Brief Fact Summary.
Defendant, Bingham, was charged with first degree murder after he chocked the victim to death, while raping her.
Synopsis of Rule of Law.
When analyzing the premeditation requirement for first degree murder, the analysis can not be based on the question of whether a sufficient amount of time had passed to qualify as premeditated.
Bingham and the victim, Leslie Cook, got off a bus together and visited various places over a period of time, despite the fact they did not know each other. Three days later, Cook’s body was found in a field, near where the two were spotted at one point, and Bingham was charged with first degree murder. First degree murder requires that a defendant kill with premeditation and deliberation. Premeditation is defined as the deliberation and cool reflection by the defendant, before the defendant takes a life. Experts testified that Cook’s death was caused by strangulation, which was accomplished by putting pressure on the windpipe for between 3 and 5 minutes, and also noted the body had bruises and bites on it. The prosecution believed that during the act of sexual intercourse, Bingham decided to take the Cook’s life, and that Cook was still alive during the course of the sexually intercourse. The prosecution argued that the murder was still premeditated if Bingham formed the intent to kill Cook during the strangulation. Bingham argued that 3-5 minutes was not a sufficient amount of time to form the requisite state of mind for premeditated murder.
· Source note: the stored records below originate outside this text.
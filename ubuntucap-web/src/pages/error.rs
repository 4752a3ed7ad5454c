use crate::routes::Route;
use i18nrs::yew::use_translation;
use yew::{Html, function_component, html};
use yew_router::prelude::Link;

/// Shown for unknown paths.
#[function_component(ErrorPage)]
pub fn error_page() -> Html {
    let (i18n, ..) = use_translation();

    html! {
        <div class="hero py-20">
            <div class="hero-content text-center">
                <div class="max-w-md space-y-4">
                    <h1 class="text-5xl font-bold">{"404"}</h1>
                    <p>{i18n.t("error.not_found")}</p>
                    <Link<Route> to={Route::Home} classes="btn btn-primary">
                        {i18n.t("error.back_home")}
                    </Link<Route>>
                </div>
            </div>
        </div>
    }
}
Whether when analyzing the premeditation requirement for first degree murder, the analysis can be based on the question of whether a sufficient amount of time had passed to qualify as premeditated?
No. When analyzing the premeditation requirement for first degree murder, the analysis cannot be based on the question of whether a sufficient amount of time had passed to qualify as premeditated?
Premeditation must involve ‘more than a moment in point of time,’ but mere opportunity to deliberate is not sufficient to support a finding of premeditation.View Full Point of Law
There would be no distinction between first and second degree murder if the premeditation element of first degree murder could be based on the amount of time that passes because even if the defendant had a sufficient amount of time to deliberate that does not prove that he actually did. It would follow that any murder that took longer than a split second could then satisfy the premeditation and deliberation requirement. Here, while Bingham did kill Cook by applying pressure to her windpipe, that does not necessarily mean that he killed with premeditation and deliberation, but could have simply been trying to silence her, and does not prove cool reflection. Furthermore, it is unclear whether a person can even sufficiently deliberate while engaged in sexual activity. The facts surrounding this case are only sufficient to establish first, but not second degree murder.